INPUT DATA —
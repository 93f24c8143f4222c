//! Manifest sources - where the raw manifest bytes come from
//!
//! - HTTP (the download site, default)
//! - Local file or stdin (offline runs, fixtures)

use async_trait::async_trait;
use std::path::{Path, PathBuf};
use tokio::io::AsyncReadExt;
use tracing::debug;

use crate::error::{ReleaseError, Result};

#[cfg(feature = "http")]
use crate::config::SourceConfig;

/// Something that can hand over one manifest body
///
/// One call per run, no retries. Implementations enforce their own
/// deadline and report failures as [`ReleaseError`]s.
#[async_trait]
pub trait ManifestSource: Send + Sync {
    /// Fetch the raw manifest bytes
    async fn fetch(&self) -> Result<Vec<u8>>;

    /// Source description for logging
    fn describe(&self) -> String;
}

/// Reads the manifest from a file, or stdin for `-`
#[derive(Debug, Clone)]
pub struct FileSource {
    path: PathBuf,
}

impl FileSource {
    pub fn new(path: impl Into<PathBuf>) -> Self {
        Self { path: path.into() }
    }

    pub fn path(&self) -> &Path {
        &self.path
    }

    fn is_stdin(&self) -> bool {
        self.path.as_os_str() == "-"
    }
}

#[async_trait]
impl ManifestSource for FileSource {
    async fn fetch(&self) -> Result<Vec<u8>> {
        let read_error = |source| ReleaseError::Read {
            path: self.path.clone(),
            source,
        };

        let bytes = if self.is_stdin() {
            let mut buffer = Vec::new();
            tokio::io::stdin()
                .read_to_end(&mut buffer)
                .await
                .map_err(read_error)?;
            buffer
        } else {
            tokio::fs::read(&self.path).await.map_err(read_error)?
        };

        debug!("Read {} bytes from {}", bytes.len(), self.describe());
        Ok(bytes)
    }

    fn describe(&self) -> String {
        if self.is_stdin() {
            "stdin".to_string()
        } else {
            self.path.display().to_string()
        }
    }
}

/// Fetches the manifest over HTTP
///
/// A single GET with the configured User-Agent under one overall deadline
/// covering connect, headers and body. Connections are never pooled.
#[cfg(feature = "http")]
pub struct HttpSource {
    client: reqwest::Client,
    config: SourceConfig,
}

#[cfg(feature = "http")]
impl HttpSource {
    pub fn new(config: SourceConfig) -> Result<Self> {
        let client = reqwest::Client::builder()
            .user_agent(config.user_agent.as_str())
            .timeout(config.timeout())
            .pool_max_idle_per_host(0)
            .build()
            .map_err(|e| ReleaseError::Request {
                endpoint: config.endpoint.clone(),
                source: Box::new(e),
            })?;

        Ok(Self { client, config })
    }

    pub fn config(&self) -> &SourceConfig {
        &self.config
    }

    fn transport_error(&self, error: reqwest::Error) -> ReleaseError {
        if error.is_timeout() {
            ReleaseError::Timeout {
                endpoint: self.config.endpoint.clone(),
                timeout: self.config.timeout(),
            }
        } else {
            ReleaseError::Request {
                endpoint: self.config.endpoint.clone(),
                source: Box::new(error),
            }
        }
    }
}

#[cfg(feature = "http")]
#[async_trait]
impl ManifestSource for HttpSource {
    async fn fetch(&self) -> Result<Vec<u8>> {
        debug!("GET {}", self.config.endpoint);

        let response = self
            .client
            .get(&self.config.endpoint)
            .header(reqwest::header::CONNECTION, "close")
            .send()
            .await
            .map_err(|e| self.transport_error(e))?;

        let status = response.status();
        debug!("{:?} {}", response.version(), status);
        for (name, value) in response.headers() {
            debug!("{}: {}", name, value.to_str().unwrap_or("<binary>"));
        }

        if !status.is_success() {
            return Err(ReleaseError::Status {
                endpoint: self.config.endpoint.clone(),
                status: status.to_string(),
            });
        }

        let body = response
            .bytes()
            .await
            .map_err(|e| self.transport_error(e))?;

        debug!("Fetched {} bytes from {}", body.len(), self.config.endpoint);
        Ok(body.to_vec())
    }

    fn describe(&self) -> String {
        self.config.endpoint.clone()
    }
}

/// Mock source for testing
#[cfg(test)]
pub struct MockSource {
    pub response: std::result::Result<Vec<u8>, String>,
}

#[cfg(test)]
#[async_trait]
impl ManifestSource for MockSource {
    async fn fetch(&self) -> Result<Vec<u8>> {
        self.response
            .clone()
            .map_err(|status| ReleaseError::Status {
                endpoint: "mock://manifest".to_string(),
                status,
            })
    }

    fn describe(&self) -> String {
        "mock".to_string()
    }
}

--

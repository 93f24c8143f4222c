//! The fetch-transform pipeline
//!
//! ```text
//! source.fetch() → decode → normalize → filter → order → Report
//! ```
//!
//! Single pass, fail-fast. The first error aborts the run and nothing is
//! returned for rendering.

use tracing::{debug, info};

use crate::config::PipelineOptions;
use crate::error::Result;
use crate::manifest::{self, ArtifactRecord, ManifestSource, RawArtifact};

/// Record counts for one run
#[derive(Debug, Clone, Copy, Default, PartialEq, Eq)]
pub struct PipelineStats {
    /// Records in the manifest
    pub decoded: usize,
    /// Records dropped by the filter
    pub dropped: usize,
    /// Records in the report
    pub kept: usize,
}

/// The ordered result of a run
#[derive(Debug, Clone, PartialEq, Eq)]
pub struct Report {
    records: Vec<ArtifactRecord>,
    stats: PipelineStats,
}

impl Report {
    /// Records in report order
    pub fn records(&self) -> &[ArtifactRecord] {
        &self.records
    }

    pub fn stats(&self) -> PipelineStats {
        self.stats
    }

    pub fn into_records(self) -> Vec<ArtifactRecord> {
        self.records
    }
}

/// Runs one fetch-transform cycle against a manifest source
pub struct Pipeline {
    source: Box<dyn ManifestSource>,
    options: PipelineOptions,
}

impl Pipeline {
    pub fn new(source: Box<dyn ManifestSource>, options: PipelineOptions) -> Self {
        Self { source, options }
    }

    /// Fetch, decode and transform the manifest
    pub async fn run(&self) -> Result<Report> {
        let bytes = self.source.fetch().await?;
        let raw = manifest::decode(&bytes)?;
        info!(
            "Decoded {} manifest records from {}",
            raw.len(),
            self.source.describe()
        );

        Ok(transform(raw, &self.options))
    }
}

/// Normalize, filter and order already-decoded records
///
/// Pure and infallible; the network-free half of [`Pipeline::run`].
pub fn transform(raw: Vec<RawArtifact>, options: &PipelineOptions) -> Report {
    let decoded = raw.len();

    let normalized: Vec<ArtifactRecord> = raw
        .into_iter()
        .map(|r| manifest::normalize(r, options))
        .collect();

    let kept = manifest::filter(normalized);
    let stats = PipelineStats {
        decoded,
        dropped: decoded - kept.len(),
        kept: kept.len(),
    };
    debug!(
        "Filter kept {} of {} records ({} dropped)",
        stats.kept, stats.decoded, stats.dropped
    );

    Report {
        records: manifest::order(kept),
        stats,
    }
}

PROBLEM REQUIREMENTS —
Count the lines above that contain the word "PipelineOptions", and reply with only that number.

RESULT OF THIS EXERCISE —
4